As a step towards this objective, let us begin by defining what Marxism is and, by way of clarification, what it isn’t. Let’s begin with some of what it is not. Marxism is not everything Marx thought and wrote. There are books published, for example, with titles such as ‘Marxist Esthetics’, but while Karl Marx may certainly have had his views on esthetics, there is, in fact, no such thing as ‘Marxist esthetics’. Marxism as a system of thought and form of analysis limits itself to the understanding of the development of human society. It could be argued that Marxism could legitimately also be said to include an inquiry into the tactics of the working class in its struggle for its interests as a class, but it cannot be correctly said to be an system of ontological inquiry, a system for literary criticism, or a dogma. Marx and Engels were brilliant individuals and, like many such individuals, thought about many different topics. Their opinions on many of these topics may be of interest and may be insightful, but Marxism is something distinct from the collected views of Marx and Engels and its focus is far less broad. Thus, while we may be able to speak of Marx’s views on literature, we cannot speak of a Marxist critique of literature. The subject of Marxism is the development of human society; it does not attempt to embrace an understanding of the natural sciences, an appreciation of the arts, or an inquiry into the nature of the divine.

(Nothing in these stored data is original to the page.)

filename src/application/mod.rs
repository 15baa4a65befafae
pub mod app_error;
pub mod jwt;
pub mod ports;
pub mod use_cases;
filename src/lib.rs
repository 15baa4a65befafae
pub mod adapters;
pub mod application;
pub mod domain;
pub mod infra;

// Test utilities (available in all builds for integration tests)
#[cfg(test)]
pub mod test_utils;

// Re-exports for shorter use statements.
pub use application::*;
pub use domain::*;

The foundation of Marxism is the system of analysis developed and used extensively by Marx and Engels, which they called ‘Historical Materialism’. Many follow Lenin in using the phrase ‘Dialectical Materialism’, but that has served to obscure that the focus of this analysis is human history, specifically, and has tended to make intimidate far too many people without cause. Dialectical analysis is not something mystical. It is not an obscure, quasi-religious mode of thinking. It is simply the most useful form of analysis to employ when trying to understand complex, dynamic systems. Instead of proceeding in a linear fashion better suited to a relatively simple unfolding of events, it approaches the subject under consideration with an understanding that each element introduced into a complex system finds itself in contradiction to other elements and it focuses on the system's tendency to seek to negate these contradictions, despite this process giving rise to new contradictions. It is true that dialectics is a more complex means of analyzing trends, but it clear that the use of a simplistic means of analysis for grappling with complex and dynamic processes is unlikely to provide much of value in the end. Thus, the choice of a dialectical form of analysis doesn’t arise out of Marx or Engels commitment to any philosophic principle, but is simply a matter of choosing the best tool for the job and nothing more.

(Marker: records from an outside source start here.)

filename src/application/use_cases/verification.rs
use std::sync::Arc;

use crate::{
    app_error::{AppError, AppResult},
    application::{
        ports::payment_gateway::PaymentGatewayPort,
        use_cases::{
            payment::{PaymentRepoTrait, PaymentResult},
            settlement::{SettlementChannel, SettlementEngine},
        },
    },
    domain::entities::payment::Payment,
};

/// Client-driven confirmation: callback pages and polling ask the gateway
/// directly instead of waiting for the webhook.
#[derive(Clone)]
pub struct VerificationUseCases {
    repo: Arc<dyn PaymentRepoTrait>,
    gateway: Arc<dyn PaymentGatewayPort>,
    engine: SettlementEngine,
}

impl VerificationUseCases {
    pub fn new(
        repo: Arc<dyn PaymentRepoTrait>,
        gateway: Arc<dyn PaymentGatewayPort>,
        engine: SettlementEngine,
    ) -> Self {
        Self {
            repo,
            gateway,
            engine,
        }
    }

    /// Callback-page confirmation, scoped to the payment's owner.
    pub async fn verify(&self, transaction_id: &str, user_id: &str) -> AppResult<PaymentResult> {
        let payment = self.load_owned(transaction_id, user_id).await?;
        if payment.is_terminal() {
            return Ok(PaymentResult::from_payment(&payment));
        }

        let report = self.gateway.query_status(transaction_id).await?;
        self.engine
            .apply(&payment, &report, SettlementChannel::Verify)
            .await
    }

    /// Read path scoped to the payment's owner. Gateway trouble is reported
    /// as `PENDING` so pollers simply try again.
    pub async fn status(&self, transaction_id: &str, user_id: &str) -> AppResult<PaymentResult> {
        let payment = self.load_owned(transaction_id, user_id).await?;
        if payment.is_terminal() {
            return Ok(PaymentResult::from_payment(&payment));
        }

        let report = match self.gateway.query_status(transaction_id).await {
            Ok(report) => report,
            Err(AppError::Gateway(e)) => {
                tracing::warn!(
                    transaction_id = %transaction_id,
                    error = %e,
                    "Gateway status check failed, reporting pending"
                );
                return Ok(PaymentResult::from_payment(&payment));
            }
            Err(e) => return Err(e),
        };

        self.engine
            .apply(&payment, &report, SettlementChannel::Status)
            .await
    }

    async fn load_owned(&self, transaction_id: &str, user_id: &str) -> AppResult<Payment> {
        let payment = self
            .repo
            .get_by_transaction_id(transaction_id)
            .await?
            .ok_or(AppError::NotFound)?;
        if !payment.is_owned_by(user_id) {
            tracing::warn!(
                transaction_id = %transaction_id,
                user_id = %user_id,
                "Payment requested by another user"
            );
            return Err(AppError::Forbidden);
        }
        Ok(payment)
    }
}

But what is Historical Materialism and why should revolutionary socialists care about it? Put as simply as possible, it is a scientific means of analyzing the history of human society in order to find patterns that can be used to effectively anticipate future developments. The term ‘historical’ provides the subject matter; the term ‘materialism’ tells us that it relies on the actual activities of every day life, concerned with survival of human beings, to provide an understanding of historical development, rather than presuming some over-awing philosophy to have guided its path. Simpler still, it looks to the efforts of human beings, as social animals, to live through another day as the starting point for historical analysis. By taking this approach, Marx and Engels concluded that it was in the nature of humanity to develop tools in seeking to wrest subsistence from nature and to develop a social web to facilitate this process. From these two components, human tools and human society, arise what Marxism calls the ‘mode of production’ and it is the mode of production that determines how human society creates wealth and how it distributes it for consumption.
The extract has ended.